The committee made its recommendation in response to recent advances by Chinese artificial intelligence startup DeepSeek. The panel alleges that DeepSeek may have obtained tens of thousands of restricted American chips despite U.S. export controls (see 2504160039).
The report’s other recommendations include expanding export controls to cover additional chips, such as Nvidia’s H20. Nvidia disclosed April 15 that it was recently told by the U.S. government that it must begin obtaining licenses to export the H20 to China (see 2504160026).
The report also calls for creating a program to encourage whistleblowers to report export control violations.
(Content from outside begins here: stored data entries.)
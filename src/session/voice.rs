//! Voice-agent session boundary
//!
//! The voice vendor speaks a tagged-JSON protocol over a websocket: a
//! `Settings` handshake selects codecs, providers, prompts, and the
//! callable-function manifest; afterwards events flow in (function calls,
//! conversation text, barge-in, errors) and commands and raw audio flow
//! out. The connector/sink/stream traits are the seam the coordinator and
//! the tests share.

use crate::context::Language;
use crate::directory::AgentPersona;
use async_trait::async_trait;
use futures::stream::{SplitSink, SplitStream};
use futures::{SinkExt, StreamExt};
use serde::{Deserialize, Serialize};
use serde_json::{json, Value};
use thiserror::Error;
use tokio::net::TcpStream;
use tokio_tungstenite::tungstenite::client::IntoClientRequest;
use tokio_tungstenite::tungstenite::Message;
use tokio_tungstenite::{connect_async, MaybeTlsStream, WebSocketStream};

#[derive(Debug, Error)]
pub enum VoiceError {
    #[error("voice session connect failed: {0}")]
    Connect(String),
    #[error("voice session send failed: {0}")]
    Send(String),
    #[error("voice session receive failed: {0}")]
    Receive(String),
    #[error("voice session encoding failed: {0}")]
    Encode(String),
}

// ============================================================================
// Wire types
// ============================================================================

#[derive(Debug, Clone, Serialize)]
pub struct AudioFormat {
    pub encoding: String,
    pub sample_rate: u32,
    #[serde(skip_serializing_if = "Option::is_none")]
    pub container: Option<String>,
}

#[derive(Debug, Clone, Serialize)]
pub struct AudioConfig {
    pub input: AudioFormat,
    pub output: AudioFormat,
}

#[derive(Debug, Clone, Serialize)]
pub struct Provider {
    #[serde(rename = "type")]
    pub kind: String,
    pub model: String,
    #[serde(skip_serializing_if = "Option::is_none")]
    pub temperature: Option<f32>,
    #[serde(skip_serializing_if = "Vec::is_empty")]
    pub keyterms: Vec<String>,
}

#[derive(Debug, Clone, Serialize)]
pub struct ListenConfig {
    pub provider: Provider,
}

#[derive(Debug, Clone, Serialize)]
pub struct ThinkConfig {
    pub provider: Provider,
    pub prompt: String,
    pub functions: Vec<FunctionSpec>,
}

#[derive(Debug, Clone, Serialize)]
pub struct SpeakConfig {
    pub provider: Provider,
}

#[derive(Debug, Clone, Serialize)]
pub struct AgentConfig {
    pub language: String,
    pub listen: ListenConfig,
    pub think: ThinkConfig,
    pub speak: SpeakConfig,
    pub greeting: String,
}

/// The handshake message opening every voice session.
#[derive(Debug, Clone, Serialize)]
pub struct SessionSettings {
    pub audio: AudioConfig,
    pub agent: AgentConfig,
}

/// A function the voice agent may call. The vendor validates these schemas,
/// so the manifest shape is part of the external contract.
#[derive(Debug, Clone, Serialize)]
pub struct FunctionSpec {
    pub name: String,
    pub description: String,
    pub parameters: Value,
}

/// Commands we send into a live voice session.
#[derive(Debug, Clone, Serialize)]
#[serde(tag = "type")]
pub enum AgentCommand {
    Settings(SessionSettings),
    FunctionCallResponse {
        id: String,
        name: String,
        content: String,
    },
    UpdatePrompt {
        prompt: String,
    },
    InjectAgentMessage {
        content: String,
    },
    KeepAlive,
}

/// Events the voice session sends us.
#[derive(Debug, Clone, Deserialize)]
#[serde(tag = "type")]
pub enum AgentEvent {
    Welcome,
    SettingsApplied,
    FunctionCall {
        name: String,
        id: String,
        /// JSON-encoded argument object.
        #[serde(default)]
        arguments: String,
    },
    ConversationText {
        role: String,
        content: String,
    },
    UserStartedSpeaking,
    AgentAudioDone,
    Error {
        #[serde(default)]
        code: String,
        #[serde(default)]
        description: String,
    },
}

/// One frame off the voice session: a typed event or synthesized audio.
#[derive(Debug, Clone)]
pub enum VoiceFrame {
    Event(AgentEvent),
    Audio(Vec<u8>),
}

// ============================================================================
// Settings construction
// ============================================================================

#[derive(Debug, Clone)]
pub struct VoiceConfig {
    pub endpoint: String,
    pub api_key: String,
    pub listen_model: String,
    pub think_model: String,
}

impl VoiceConfig {
    pub fn from_env() -> Self {
        Self {
            endpoint: std::env::var("VOICE_AGENT_URL")
                .unwrap_or_else(|_| "wss://agent.deepgram.com/v1/agent/converse".to_string()),
            api_key: std::env::var("VOICE_AGENT_API_KEY").unwrap_or_default(),
            listen_model: std::env::var("VOICE_LISTEN_MODEL")
                .unwrap_or_else(|_| "nova-3".to_string()),
            think_model: std::env::var("VOICE_THINK_MODEL")
                .unwrap_or_else(|_| "gpt-4o-mini".to_string()),
        }
    }
}

/// The five functions the agent can call. Names and schemas must match the
/// serverside dispatch exactly.
pub fn function_manifest() -> Vec<FunctionSpec> {
    vec![
        FunctionSpec {
            name: "switch_language".to_string(),
            description: "Switch conversation language when the user requests Spanish or English"
                .to_string(),
            parameters: json!({
                "type": "object",
                "properties": {
                    "language": {
                        "type": "string",
                        "enum": ["en", "es"],
                        "description": "Target language: 'en' for English, 'es' for Spanish"
                    }
                },
                "required": ["language"]
            }),
        },
        FunctionSpec {
            name: "verify_dob".to_string(),
            description: "Verify the customer's date of birth. Parse the spoken date to MM/DD/YYYY format."
                .to_string(),
            parameters: json!({
                "type": "object",
                "properties": {
                    "parsed_dob": {
                        "type": "string",
                        "description": "Customer's spoken date of birth parsed to MM/DD/YYYY format"
                    }
                },
                "required": ["parsed_dob"]
            }),
        },
        FunctionSpec {
            name: "process_input".to_string(),
            description: "Process the customer's response to determine the next action. Call this after each substantive customer response."
                .to_string(),
            parameters: json!({
                "type": "object",
                "properties": {
                    "user_input": {
                        "type": "string",
                        "description": "The customer's spoken response"
                    },
                    "current_topic": {
                        "type": "string",
                        "description": "What you're currently discussing (payment, verification, etc.)"
                    }
                },
                "required": ["user_input"]
            }),
        },
        FunctionSpec {
            name: "transfer_to_level_2".to_string(),
            description: "Transfer the call to a human agent when the customer requests it or the issue is complex"
                .to_string(),
            parameters: json!({
                "type": "object",
                "properties": {
                    "reason": {
                        "type": "string",
                        "description": "Reason for transfer"
                    }
                },
                "required": ["reason"]
            }),
        },
        FunctionSpec {
            name: "end_call".to_string(),
            description: "End the call gracefully after business is complete".to_string(),
            parameters: json!({
                "type": "object",
                "properties": {
                    "reason": {
                        "type": "string",
                        "description": "Reason for ending: completed, customer_request, no_answer"
                    }
                },
                "required": ["reason"]
            }),
        },
    ]
}

const KEYTERMS: &[&str] = &[
    "hello", "goodbye", "hola", "adiós", "español", "spanish", "english", "inglés", "yes", "no",
    "sí",
];

/// Build the handshake for a call: 8kHz companded audio both ways, the
/// per-language voice model, and the rendered prompts.
pub fn build_settings(
    config: &VoiceConfig,
    persona: &AgentPersona,
    language: Language,
    system_prompt: &str,
    greeting: &str,
) -> SessionSettings {
    SessionSettings {
        audio: AudioConfig {
            input: AudioFormat {
                encoding: "mulaw".to_string(),
                sample_rate: 8000,
                container: None,
            },
            output: AudioFormat {
                encoding: "mulaw".to_string(),
                sample_rate: 8000,
                container: Some("none".to_string()),
            },
        },
        agent: AgentConfig {
            language: language.as_str().to_string(),
            listen: ListenConfig {
                provider: Provider {
                    kind: "deepgram".to_string(),
                    model: config.listen_model.clone(),
                    temperature: None,
                    keyterms: KEYTERMS.iter().map(|s| (*s).to_string()).collect(),
                },
            },
            think: ThinkConfig {
                provider: Provider {
                    kind: "open_ai".to_string(),
                    model: config.think_model.clone(),
                    temperature: Some(0.7),
                    keyterms: Vec::new(),
                },
                prompt: system_prompt.to_string(),
                functions: function_manifest(),
            },
            speak: SpeakConfig {
                provider: Provider {
                    kind: "deepgram".to_string(),
                    model: persona.voice(language).to_string(),
                    temperature: None,
                    keyterms: Vec::new(),
                },
            },
            greeting: greeting.to_string(),
        },
    }
}

// ============================================================================
// Connection seam
// ============================================================================

#[async_trait]
pub trait VoiceSink: Send {
    async fn send_command(&mut self, command: &AgentCommand) -> Result<(), VoiceError>;
    async fn send_audio(&mut self, audio: &[u8]) -> Result<(), VoiceError>;
    async fn close(&mut self);
}

#[async_trait]
pub trait VoiceStream: Send {
    /// Next frame; `None` means the session is gone.
    async fn next_frame(&mut self) -> Option<Result<VoiceFrame, VoiceError>>;
}

#[async_trait]
pub trait VoiceConnector: Send + Sync {
    /// Open a session and perform the `Settings` handshake.
    async fn open(
        &self,
        settings: SessionSettings,
    ) -> Result<(Box<dyn VoiceSink>, Box<dyn VoiceStream>), VoiceError>;
}

// ============================================================================
// Tungstenite implementation
// ============================================================================

type WsSink = SplitSink<WebSocketStream<MaybeTlsStream<TcpStream>>, Message>;
type WsStream = SplitStream<WebSocketStream<MaybeTlsStream<TcpStream>>>;

pub struct TungsteniteConnector {
    config: VoiceConfig,
}

impl TungsteniteConnector {
    pub fn new(config: VoiceConfig) -> Self {
        Self { config }
    }
}

#[async_trait]
impl VoiceConnector for TungsteniteConnector {
    async fn open(
        &self,
        settings: SessionSettings,
    ) -> Result<(Box<dyn VoiceSink>, Box<dyn VoiceStream>), VoiceError> {
        let mut request = self
            .config
            .endpoint
            .as_str()
            .into_client_request()
            .map_err(|e| VoiceError::Connect(e.to_string()))?;
        // Token-subprotocol authentication.
        request.headers_mut().insert(
            "Sec-WebSocket-Protocol",
            format!("token, {}", self.config.api_key)
                .parse()
                .map_err(|_| VoiceError::Connect("api key not header-safe".to_string()))?,
        );

        let (socket, _response) = connect_async(request)
            .await
            .map_err(|e| VoiceError::Connect(e.to_string()))?;
        tracing::info!(endpoint = %self.config.endpoint, "voice session connected");

        let (sink, stream) = socket.split();
        let mut sink = TungsteniteSink { sink };
        sink.send_command(&AgentCommand::Settings(settings)).await?;

        Ok((Box::new(sink), Box::new(TungsteniteStream { stream })))
    }
}

struct TungsteniteSink {
    sink: WsSink,
}

#[async_trait]
impl VoiceSink for TungsteniteSink {
    async fn send_command(&mut self, command: &AgentCommand) -> Result<(), VoiceError> {
        let text = serde_json::to_string(command).map_err(|e| VoiceError::Encode(e.to_string()))?;
        self.sink
            .send(Message::Text(text))
            .await
            .map_err(|e| VoiceError::Send(e.to_string()))
    }

    async fn send_audio(&mut self, audio: &[u8]) -> Result<(), VoiceError> {
        self.sink
            .send(Message::Binary(audio.to_vec()))
            .await
            .map_err(|e| VoiceError::Send(e.to_string()))
    }

    async fn close(&mut self) {
        let _ = self.sink.close().await;
    }
}

struct TungsteniteStream {
    stream: WsStream,
}

#[async_trait]
impl VoiceStream for TungsteniteStream {
    async fn next_frame(&mut self) -> Option<Result<VoiceFrame, VoiceError>> {
        loop {
            let message = match self.stream.next().await? {
                Ok(m) => m,
                Err(e) => return Some(Err(VoiceError::Receive(e.to_string()))),
            };
            match message {
                Message::Text(text) => match serde_json::from_str::<AgentEvent>(&text) {
                    Ok(event) => return Some(Ok(VoiceFrame::Event(event))),
                    Err(e) => {
                        // Vendors add event types; skipping is the safe move.
                        tracing::debug!(error = %e, "ignoring unrecognized voice event");
                    }
                },
                Message::Binary(audio) => return Some(Ok(VoiceFrame::Audio(audio))),
                Message::Close(_) => return None,
                _ => {}
            }
        }
    }
}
Two senators introduced a bill this month that would set up such a program (see 2504140012).
Other recommendations include expanding export controls on chipmaking equipment in cooperation with allies; imposing remote access controls on certain data centers, compute clusters and models; scrutinizing chip exports to jurisdictions with a high risk of diversion to China, such as Singapore; considering requiring chipmakers and chipmaking equipment firms to track end-users of appropriate chips and equipment; and improving the cybersecurity of AI systems.